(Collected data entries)
+++++
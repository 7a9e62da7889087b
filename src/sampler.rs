// Host sampler for the machine the balancer itself runs on.

use async_trait::async_trait;
use nix::sys::sysinfo::sysinfo;

use crate::error::ConnectionError;
use crate::hypervisor::HostSampler;
use crate::types::HostId;
use crate::virsh::CpuCounters;

const PROC_STAT: &str = "/proc/stat";
const PROC_MEMINFO: &str = "/proc/meminfo";

pub struct LocalHostSampler {
    host: HostId,
    previous_cpu: Option<CpuCounters>,
}

impl LocalHostSampler {
    pub fn new(host: HostId) -> Self {
        Self {
            host,
            previous_cpu: None,
        }
    }

    fn read(&self, path: &str) -> Result<String, ConnectionError> {
        std::fs::read_to_string(path)
            .map_err(|e| ConnectionError::new(&self.host, format!("cannot read {}: {}", path, e)))
    }
}

/// Aggregate `cpu` line of /proc/stat.
pub fn parse_proc_stat(contents: &str) -> Option<CpuCounters> {
    let line = contents.lines().find(|line| line.starts_with("cpu "))?;
    let fields: Vec<u64> = line
        .split_whitespace()
        .skip(1)
        .filter_map(|field| field.parse().ok())
        .collect();

    if fields.len() < 4 {
        return None;
    }

    // user nice system idle iowait irq softirq steal; guest time is already in user.
    let idle = fields[3] + fields.get(4).copied().unwrap_or(0);
    let busy = fields[0]
        + fields[1]
        + fields[2]
        + fields.iter().skip(5).take(3).sum::<u64>();

    Some(CpuCounters { busy, idle })
}

/// `MemAvailable` from /proc/meminfo, in bytes.
pub fn parse_mem_available(contents: &str) -> Option<u64> {
    let line = contents.lines().find(|line| line.starts_with("MemAvailable:"))?;
    let kib: u64 = line.split_whitespace().nth(1)?.parse().ok()?;
    Some(kib * 1024)
}

#[async_trait]
impl HostSampler for LocalHostSampler {
    async fn cpu_percent(&mut self) -> Result<f64, ConnectionError> {
        let contents = self.read(PROC_STAT)?;
        let current = parse_proc_stat(&contents)
            .ok_or_else(|| ConnectionError::new(&self.host, "unparseable /proc/stat"))?;

        let percent = match self.previous_cpu {
            Some(previous) => current.busy_percent_since(&previous),
            None => 0.0,
        };
        self.previous_cpu = Some(current);
        Ok(percent)
    }

    async fn memory_percent(&mut self) -> Result<f64, ConnectionError> {
        let info = sysinfo().map_err(|e| ConnectionError::new(&self.host, e.to_string()))?;
        let total = info.ram_total();
        if total == 0 {
            return Err(ConnectionError::new(&self.host, "sysinfo reported no memory"));
        }

        // Older kernels lack MemAvailable; fall back to plain free memory.
        let available = self
            .read(PROC_MEMINFO)
            .ok()
            .and_then(|contents| parse_mem_available(&contents))
            .unwrap_or_else(|| info.ram_unused());

        let used = total.saturating_sub(available);
        Ok(used as f64 / total as f64 * 100.0)
    }

    async fn memory_total_bytes(&mut self) -> Result<u64, ConnectionError> {
        let info = sysinfo().map_err(|e| ConnectionError::new(&self.host, e.to_string()))?;
        Ok(info.ram_total())
    }
}
use serde::{Deserialize, Serialize};
use std::cmp::Ordering;

use crate::config::{SelectorConfig, Thresholds};
use crate::fleet::FleetSnapshot;
use crate::types::{GuestId, GuestStats, HostId, HostLoad};
use crate::log_debug;

/// Order in which guests on an overloaded host are considered for eviction.
#[derive(Debug, Clone, Copy, Default, PartialEq, Eq, Serialize, Deserialize)]
#[serde(rename_all = "kebab-case")]
pub enum RankingPolicy {
    /// Highest cumulative CPU time first, then highest memory use.
    #[default]
    BusiestFirst,
    /// Highest memory use first, then highest CPU time.
    LargestMemoryFirst,
}

impl RankingPolicy {
    /// `Less` means `a` should be evicted before `b`. Remaining ties go to the
    /// lower guest id so the choice is deterministic.
    pub fn compare(&self, a: &GuestStats, b: &GuestStats) -> Ordering {
        let primary = match self {
            RankingPolicy::BusiestFirst => b
                .cpu_time_ns
                .cmp(&a.cpu_time_ns)
                .then(b.used_memory_bytes.cmp(&a.used_memory_bytes)),
            RankingPolicy::LargestMemoryFirst => b
                .used_memory_bytes
                .cmp(&a.used_memory_bytes)
                .then(b.cpu_time_ns.cmp(&a.cpu_time_ns)),
        };
        primary.then_with(|| a.guest_id.cmp(&b.guest_id))
    }
}

#[derive(Debug, Clone, PartialEq, Serialize)]
pub struct MigrationCandidate {
    pub guest: GuestId,
    pub source: HostId,
    pub destination: HostId,
    /// Destination memory use after the move, including other in-flight arrivals.
    pub projected_mem_percent: f64,
}

/// Picks which guest leaves an overloaded host and where it goes.
#[derive(Debug, Clone)]
pub struct CandidateSelector {
    thresholds: Thresholds,
    margin_percent: f64,
    ranking: RankingPolicy,
    staleness: chrono::Duration,
}

impl CandidateSelector {
    pub fn new(thresholds: Thresholds, config: &SelectorConfig, staleness: chrono::Duration) -> Self {
        Self {
            thresholds,
            margin_percent: config.margin_percent,
            ranking: config.ranking,
            staleness,
        }
    }

    fn mem_cap(&self) -> f64 {
        self.thresholds.mem_percent - self.margin_percent
    }

    fn cpu_cap(&self) -> f64 {
        self.thresholds.cpu_percent - self.margin_percent
    }

    /// Guests on `host` eligible for eviction, best candidate first.
    pub fn rank_guests<'a>(&self, host: &HostId, snapshot: &'a FleetSnapshot) -> Vec<&'a GuestStats> {
        let Some(entry) = snapshot.host(host) else {
            return Vec::new();
        };

        let mut guests: Vec<&GuestStats> = entry
            .guests
            .values()
            .filter(|stats| !snapshot.is_reserved(&stats.guest_id))
            .filter(|stats| !snapshot.is_cooling_down(&stats.guest_id))
            .filter(|stats| snapshot.taken_at.signed_duration_since(stats.sampled_at) <= self.staleness)
            .collect();

        guests.sort_by(|a, b| self.ranking.compare(a, b));
        guests
    }

    /// Memory percent of `destination` once `guest` and every other migration
    /// already headed there have landed.
    pub fn projected_mem_percent(
        &self,
        guest: &GuestStats,
        destination: &HostLoad,
        snapshot: &FleetSnapshot,
    ) -> f64 {
        let pending = snapshot.pending_bytes(&destination.host_id);
        destination.mem_percent
            + destination.memory_share_percent(pending)
            + destination.memory_share_percent(guest.used_memory_bytes)
    }

    /// Projected memory percent, or `None` if the move would break the safety margin.
    fn project(&self, guest: &GuestStats, destination: &HostLoad, snapshot: &FleetSnapshot) -> Option<f64> {
        if destination.cpu_percent > self.cpu_cap() {
            return None;
        }

        let projected = self.projected_mem_percent(guest, destination, snapshot);
        (projected <= self.mem_cap()).then_some(projected)
    }

    pub fn staleness(&self) -> chrono::Duration {
        self.staleness
    }

    /// Least loaded host that can take `guest` without crossing the margin.
    pub fn select_destination(
        &self,
        guest: &GuestStats,
        source: &HostId,
        snapshot: &FleetSnapshot,
    ) -> Option<(HostId, f64)> {
        let mut survivors: Vec<(&HostLoad, f64)> = snapshot
            .hosts
            .keys()
            .filter(|host| *host != source)
            .filter_map(|host| snapshot.fresh_load(host, self.staleness))
            .filter_map(|load| self.project(guest, load, snapshot).map(|projected| (load, projected)))
            .collect();

        survivors.sort_by(|(a, _), (b, _)| {
            a.combined_score()
                .total_cmp(&b.combined_score())
                .then_with(|| a.host_id.cmp(&b.host_id))
        });

        survivors
            .first()
            .map(|(load, projected)| (load.host_id.clone(), *projected))
    }

    /// Choose a guest to move off `host` and a destination for it.
    ///
    /// Guests are tried in rank order and the first one some host can absorb
    /// wins. `None` if nothing fits; a guest is never forced onto a busier host.
    pub fn select_migration(&self, host: &HostId, snapshot: &FleetSnapshot) -> Option<MigrationCandidate> {
        for guest in self.rank_guests(host, snapshot) {
            match self.select_destination(guest, host, snapshot) {
                Some((destination, projected_mem_percent)) => {
                    return Some(MigrationCandidate {
                        guest: guest.guest_id.clone(),
                        source: host.clone(),
                        destination,
                        projected_mem_percent,
                    });
                }
                None => log_debug!("No destination can absorb guest {} from {}", guest.guest_id, host),
            }
        }
        None
    }
}
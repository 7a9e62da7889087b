pub mod balancer;
pub mod config;
pub mod coordinator;
pub mod detector;
pub mod error;
pub mod fleet;
pub mod hypervisor;
pub mod logger;
pub mod monitor;
pub mod sampler;
pub mod scheduler;
pub mod selector;
pub mod types;
pub mod virsh;

pub use error::BalancerError;
pub use types::{GuestId, GuestStats, HostId, HostLoad};

pub type Result<T> = std::result::Result<T, BalancerError>;

pub use balancer::{Balancer, TaskOverview};
pub use config::BalancerConfig;
pub use coordinator::{MigrationCoordinator, MigrationTask, TaskState, TaskTrigger};
pub use fleet::{FleetSnapshot, FleetState};
pub use hypervisor::{Connector, HostSampler, HypervisorConnection, Migrator};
+++++
Please reproduce, exactly as they appear above, the lines from the line containing "pub fn staleness(&self)" up to and including the line containing "Some((destination, projected_mem_percent)) =>".

    pub fn staleness(&self) -> chrono::Duration {
        self.staleness
    }

    /// Least loaded host that can take `guest` without crossing the margin.
    pub fn select_destination(
        &self,
        guest: &GuestStats,
        source: &HostId,
        snapshot: &FleetSnapshot,
    ) -> Option<(HostId, f64)> {
        let mut survivors: Vec<(&HostLoad, f64)> = snapshot
            .hosts
            .keys()
            .filter(|host| *host != source)
            .filter_map(|host| snapshot.fresh_load(host, self.staleness))
            .filter_map(|load| self.project(guest, load, snapshot).map(|projected| (load, projected)))
            .collect();

        survivors.sort_by(|(a, _), (b, _)| {
            a.combined_score()
                .total_cmp(&b.combined_score())
                .then_with(|| a.host_id.cmp(&b.host_id))
        });

        survivors
            .first()
            .map(|(load, projected)| (load.host_id.clone(), *projected))
    }

    /// Choose a guest to move off `host` and a destination for it.
    ///
    /// Guests are tried in rank order and the first one some host can absorb
    /// wins. `None` if nothing fits; a guest is never forced onto a busier host.
    pub fn select_migration(&self, host: &HostId, snapshot: &FleetSnapshot) -> Option<MigrationCandidate> {
        for guest in self.rank_guests(host, snapshot) {
            match self.select_destination(guest, host, snapshot) {
                Some((destination, projected_mem_percent)) => {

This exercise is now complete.